Goal of the exercise:
Using the data below, output the first line and every line after it up to and including the line containing "working directory, sorted", exactly as written and with nothing added.

Collected data entries:
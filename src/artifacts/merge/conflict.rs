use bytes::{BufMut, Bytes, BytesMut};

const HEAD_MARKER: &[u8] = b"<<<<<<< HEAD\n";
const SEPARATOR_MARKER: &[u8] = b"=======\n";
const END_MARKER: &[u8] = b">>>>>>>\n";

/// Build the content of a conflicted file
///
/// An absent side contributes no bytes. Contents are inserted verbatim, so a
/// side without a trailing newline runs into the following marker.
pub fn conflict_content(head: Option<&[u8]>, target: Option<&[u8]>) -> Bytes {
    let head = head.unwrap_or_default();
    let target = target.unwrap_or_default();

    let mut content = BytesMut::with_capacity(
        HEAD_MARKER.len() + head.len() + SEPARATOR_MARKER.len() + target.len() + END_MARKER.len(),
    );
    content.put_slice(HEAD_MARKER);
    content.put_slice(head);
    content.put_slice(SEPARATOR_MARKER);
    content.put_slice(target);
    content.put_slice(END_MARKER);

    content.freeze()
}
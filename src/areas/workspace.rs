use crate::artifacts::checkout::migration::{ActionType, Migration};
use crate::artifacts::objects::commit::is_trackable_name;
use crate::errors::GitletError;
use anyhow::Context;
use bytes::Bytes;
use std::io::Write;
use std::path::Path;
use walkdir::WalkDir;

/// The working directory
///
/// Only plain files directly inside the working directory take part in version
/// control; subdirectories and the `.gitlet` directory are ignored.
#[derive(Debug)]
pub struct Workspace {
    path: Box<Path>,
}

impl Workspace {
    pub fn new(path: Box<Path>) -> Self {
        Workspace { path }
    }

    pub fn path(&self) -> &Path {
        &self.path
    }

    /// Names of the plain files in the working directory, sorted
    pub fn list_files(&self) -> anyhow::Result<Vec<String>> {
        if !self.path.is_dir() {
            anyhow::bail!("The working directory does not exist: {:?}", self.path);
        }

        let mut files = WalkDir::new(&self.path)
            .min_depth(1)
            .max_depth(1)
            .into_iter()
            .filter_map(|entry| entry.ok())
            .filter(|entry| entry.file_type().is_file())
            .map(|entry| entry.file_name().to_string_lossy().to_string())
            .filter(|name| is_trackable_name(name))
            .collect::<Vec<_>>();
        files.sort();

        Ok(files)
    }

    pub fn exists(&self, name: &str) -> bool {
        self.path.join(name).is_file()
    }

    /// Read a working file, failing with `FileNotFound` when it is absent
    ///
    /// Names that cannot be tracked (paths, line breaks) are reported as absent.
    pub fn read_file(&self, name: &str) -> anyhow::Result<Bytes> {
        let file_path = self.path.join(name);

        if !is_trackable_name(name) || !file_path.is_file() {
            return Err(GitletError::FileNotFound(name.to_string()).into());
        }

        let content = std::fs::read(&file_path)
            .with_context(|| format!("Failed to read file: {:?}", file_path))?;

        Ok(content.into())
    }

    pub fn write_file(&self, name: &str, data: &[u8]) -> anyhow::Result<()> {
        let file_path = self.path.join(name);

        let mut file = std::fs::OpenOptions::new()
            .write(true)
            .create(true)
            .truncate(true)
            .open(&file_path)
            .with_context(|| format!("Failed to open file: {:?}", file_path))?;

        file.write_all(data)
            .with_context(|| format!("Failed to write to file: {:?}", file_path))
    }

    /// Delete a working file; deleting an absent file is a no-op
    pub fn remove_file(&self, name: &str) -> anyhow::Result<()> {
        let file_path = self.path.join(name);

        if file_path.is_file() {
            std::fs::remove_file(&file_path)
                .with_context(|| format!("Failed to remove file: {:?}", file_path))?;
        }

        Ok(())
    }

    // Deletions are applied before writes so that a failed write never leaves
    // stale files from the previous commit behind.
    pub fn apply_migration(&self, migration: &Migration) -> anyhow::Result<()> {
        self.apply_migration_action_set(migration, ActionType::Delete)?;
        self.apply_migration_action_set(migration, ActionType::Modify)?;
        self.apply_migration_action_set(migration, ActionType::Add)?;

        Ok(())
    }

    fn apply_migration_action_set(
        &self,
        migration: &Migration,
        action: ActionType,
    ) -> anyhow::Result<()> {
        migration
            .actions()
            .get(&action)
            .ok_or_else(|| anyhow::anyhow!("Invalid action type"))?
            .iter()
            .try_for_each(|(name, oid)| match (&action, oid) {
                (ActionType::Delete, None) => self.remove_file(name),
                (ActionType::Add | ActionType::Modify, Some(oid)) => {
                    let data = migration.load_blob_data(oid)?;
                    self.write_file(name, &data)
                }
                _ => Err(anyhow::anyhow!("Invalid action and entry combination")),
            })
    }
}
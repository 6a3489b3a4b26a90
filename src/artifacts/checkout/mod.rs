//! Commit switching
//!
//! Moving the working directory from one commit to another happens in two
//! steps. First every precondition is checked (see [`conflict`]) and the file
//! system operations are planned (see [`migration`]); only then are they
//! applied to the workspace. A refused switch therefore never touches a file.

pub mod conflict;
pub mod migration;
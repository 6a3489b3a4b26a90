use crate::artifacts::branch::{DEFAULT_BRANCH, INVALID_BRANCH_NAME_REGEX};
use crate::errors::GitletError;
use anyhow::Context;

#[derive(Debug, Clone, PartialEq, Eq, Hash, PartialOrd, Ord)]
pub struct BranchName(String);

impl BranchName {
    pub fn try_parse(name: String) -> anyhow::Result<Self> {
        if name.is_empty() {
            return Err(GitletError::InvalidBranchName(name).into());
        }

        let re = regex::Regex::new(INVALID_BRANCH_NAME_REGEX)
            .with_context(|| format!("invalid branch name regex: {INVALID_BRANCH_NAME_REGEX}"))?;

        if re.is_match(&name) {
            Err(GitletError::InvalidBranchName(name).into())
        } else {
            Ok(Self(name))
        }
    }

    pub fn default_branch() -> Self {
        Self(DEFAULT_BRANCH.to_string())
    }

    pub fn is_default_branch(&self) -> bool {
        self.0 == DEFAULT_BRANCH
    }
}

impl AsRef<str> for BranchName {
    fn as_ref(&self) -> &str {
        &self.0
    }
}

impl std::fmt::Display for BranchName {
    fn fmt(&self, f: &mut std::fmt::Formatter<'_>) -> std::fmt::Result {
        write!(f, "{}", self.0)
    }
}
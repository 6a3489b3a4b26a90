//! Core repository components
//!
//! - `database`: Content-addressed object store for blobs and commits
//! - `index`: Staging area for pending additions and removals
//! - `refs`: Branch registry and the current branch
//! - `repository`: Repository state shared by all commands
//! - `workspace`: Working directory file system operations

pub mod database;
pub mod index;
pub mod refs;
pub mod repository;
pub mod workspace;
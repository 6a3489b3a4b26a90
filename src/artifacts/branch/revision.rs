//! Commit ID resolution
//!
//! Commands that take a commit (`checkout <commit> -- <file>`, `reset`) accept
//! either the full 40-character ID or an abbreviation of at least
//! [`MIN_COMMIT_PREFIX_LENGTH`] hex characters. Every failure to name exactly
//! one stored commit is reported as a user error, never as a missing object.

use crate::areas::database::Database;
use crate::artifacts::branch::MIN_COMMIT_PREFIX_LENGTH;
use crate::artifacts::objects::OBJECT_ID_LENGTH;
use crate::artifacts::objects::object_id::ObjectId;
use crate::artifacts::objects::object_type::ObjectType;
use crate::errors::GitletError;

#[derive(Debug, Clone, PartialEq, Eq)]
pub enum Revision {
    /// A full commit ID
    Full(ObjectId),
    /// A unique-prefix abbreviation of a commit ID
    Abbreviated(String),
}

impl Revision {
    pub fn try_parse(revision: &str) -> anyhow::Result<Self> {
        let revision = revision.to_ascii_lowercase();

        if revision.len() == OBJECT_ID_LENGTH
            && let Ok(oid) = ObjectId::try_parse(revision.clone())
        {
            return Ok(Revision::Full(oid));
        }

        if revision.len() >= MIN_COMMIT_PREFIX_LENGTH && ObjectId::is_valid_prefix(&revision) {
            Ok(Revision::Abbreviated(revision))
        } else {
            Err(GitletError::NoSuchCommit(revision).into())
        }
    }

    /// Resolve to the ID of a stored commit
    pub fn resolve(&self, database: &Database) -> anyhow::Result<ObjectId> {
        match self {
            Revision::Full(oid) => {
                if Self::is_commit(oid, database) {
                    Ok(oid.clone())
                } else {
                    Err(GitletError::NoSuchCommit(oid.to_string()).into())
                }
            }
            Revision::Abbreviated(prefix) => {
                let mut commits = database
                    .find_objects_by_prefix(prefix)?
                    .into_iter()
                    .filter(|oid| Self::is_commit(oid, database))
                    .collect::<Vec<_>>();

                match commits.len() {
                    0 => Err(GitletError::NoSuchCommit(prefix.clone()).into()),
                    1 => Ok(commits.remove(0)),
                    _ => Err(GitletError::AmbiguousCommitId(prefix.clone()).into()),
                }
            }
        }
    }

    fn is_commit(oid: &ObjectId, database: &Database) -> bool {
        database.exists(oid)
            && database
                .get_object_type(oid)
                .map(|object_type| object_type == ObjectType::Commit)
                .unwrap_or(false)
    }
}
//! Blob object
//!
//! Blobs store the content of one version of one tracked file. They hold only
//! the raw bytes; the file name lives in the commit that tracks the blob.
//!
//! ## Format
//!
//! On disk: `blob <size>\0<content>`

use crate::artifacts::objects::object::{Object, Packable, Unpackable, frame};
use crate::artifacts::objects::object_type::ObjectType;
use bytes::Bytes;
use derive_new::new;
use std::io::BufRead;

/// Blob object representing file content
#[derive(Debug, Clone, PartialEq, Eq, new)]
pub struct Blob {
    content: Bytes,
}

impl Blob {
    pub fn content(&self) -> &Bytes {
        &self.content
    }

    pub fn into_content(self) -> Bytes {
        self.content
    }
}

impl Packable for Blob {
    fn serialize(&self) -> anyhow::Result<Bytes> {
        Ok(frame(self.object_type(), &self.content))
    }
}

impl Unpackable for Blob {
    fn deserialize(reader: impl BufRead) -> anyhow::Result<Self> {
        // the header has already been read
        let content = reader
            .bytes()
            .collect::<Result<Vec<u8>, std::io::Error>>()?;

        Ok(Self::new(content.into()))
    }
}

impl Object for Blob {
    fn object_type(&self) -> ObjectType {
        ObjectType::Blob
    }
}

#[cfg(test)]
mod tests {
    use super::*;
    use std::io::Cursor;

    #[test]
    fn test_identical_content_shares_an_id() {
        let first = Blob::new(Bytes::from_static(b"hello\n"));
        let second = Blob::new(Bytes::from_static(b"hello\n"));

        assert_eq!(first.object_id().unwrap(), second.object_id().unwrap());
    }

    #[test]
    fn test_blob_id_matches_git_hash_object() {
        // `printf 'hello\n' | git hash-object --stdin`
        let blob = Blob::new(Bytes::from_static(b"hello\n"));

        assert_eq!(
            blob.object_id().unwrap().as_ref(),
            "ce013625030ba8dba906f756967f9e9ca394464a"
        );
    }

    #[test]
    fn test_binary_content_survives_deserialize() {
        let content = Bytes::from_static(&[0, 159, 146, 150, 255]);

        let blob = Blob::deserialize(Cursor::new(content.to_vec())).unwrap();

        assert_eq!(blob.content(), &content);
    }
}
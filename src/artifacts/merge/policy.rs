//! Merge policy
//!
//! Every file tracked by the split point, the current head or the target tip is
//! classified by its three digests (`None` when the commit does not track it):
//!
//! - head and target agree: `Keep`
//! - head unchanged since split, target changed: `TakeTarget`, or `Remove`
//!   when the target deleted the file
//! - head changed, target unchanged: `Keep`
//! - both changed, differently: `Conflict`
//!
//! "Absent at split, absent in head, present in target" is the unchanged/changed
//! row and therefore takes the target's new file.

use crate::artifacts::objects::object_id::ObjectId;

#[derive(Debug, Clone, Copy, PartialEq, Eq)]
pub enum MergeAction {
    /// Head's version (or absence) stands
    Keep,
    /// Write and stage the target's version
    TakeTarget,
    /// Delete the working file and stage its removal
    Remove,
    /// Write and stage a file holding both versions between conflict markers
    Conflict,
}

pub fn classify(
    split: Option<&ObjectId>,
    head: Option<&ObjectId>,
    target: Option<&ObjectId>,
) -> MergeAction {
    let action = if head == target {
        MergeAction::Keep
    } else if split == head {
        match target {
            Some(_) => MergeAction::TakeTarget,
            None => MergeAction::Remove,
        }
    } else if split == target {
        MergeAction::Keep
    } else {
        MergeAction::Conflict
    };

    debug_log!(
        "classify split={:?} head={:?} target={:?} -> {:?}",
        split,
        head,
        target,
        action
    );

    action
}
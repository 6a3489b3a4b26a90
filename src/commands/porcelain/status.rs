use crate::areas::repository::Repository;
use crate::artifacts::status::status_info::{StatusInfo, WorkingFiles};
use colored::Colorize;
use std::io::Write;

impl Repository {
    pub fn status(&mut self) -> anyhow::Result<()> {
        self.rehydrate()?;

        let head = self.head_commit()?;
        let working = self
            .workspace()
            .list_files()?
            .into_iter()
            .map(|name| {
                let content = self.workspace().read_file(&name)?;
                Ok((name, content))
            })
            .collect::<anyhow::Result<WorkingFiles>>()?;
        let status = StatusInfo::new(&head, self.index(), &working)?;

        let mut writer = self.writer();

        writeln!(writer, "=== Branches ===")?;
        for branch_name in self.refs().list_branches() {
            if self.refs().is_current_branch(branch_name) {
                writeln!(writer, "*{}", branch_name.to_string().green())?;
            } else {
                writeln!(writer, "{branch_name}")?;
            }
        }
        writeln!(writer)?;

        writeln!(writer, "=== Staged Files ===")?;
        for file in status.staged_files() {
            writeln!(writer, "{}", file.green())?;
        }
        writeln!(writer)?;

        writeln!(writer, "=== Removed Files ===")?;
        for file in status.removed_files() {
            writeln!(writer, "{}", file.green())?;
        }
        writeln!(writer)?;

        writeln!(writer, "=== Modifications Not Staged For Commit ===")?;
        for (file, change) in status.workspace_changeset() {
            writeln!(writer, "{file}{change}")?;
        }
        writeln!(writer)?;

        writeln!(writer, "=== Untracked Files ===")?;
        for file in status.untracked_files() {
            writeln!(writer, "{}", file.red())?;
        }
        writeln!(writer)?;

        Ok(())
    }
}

Response to this task:
filename src/artifacts/merge/conflict.rs
use bytes::{BufMut, Bytes, BytesMut};

const HEAD_MARKER: &[u8] = b"<<<<<<< HEAD\n";
const SEPARATOR_MARKER: &[u8] = b"=======\n";
const END_MARKER: &[u8] = b">>>>>>>\n";

/// Build the content of a conflicted file
///
/// An absent side contributes no bytes. Contents are inserted verbatim, so a
/// side without a trailing newline runs into the following marker.
pub fn conflict_content(head: Option<&[u8]>, target: Option<&[u8]>) -> Bytes {
    let head = head.unwrap_or_default();
    let target = target.unwrap_or_default();

    let mut content = BytesMut::with_capacity(
        HEAD_MARKER.len() + head.len() + SEPARATOR_MARKER.len() + target.len() + END_MARKER.len(),
    );
    content.put_slice(HEAD_MARKER);
    content.put_slice(head);
    content.put_slice(SEPARATOR_MARKER);
    content.put_slice(target);
    content.put_slice(END_MARKER);

    content.freeze()
}
filename src/areas/workspace.rs
use crate::artifacts::checkout::migration::{ActionType, Migration};
use crate::artifacts::objects::commit::is_trackable_name;
use crate::errors::GitletError;
use anyhow::Context;
use bytes::Bytes;
use std::io::Write;
use std::path::Path;
use walkdir::WalkDir;

/// The working directory
///
/// Only plain files directly inside the working directory take part in version
/// control; subdirectories and the `.gitlet` directory are ignored.
#[derive(Debug)]
pub struct Workspace {
    path: Box<Path>,
}

impl Workspace {
    pub fn new(path: Box<Path>) -> Self {
        Workspace { path }
    }

    pub fn path(&self) -> &Path {
        &self.path
    }

    /// Names of the plain files in the working directory, sorted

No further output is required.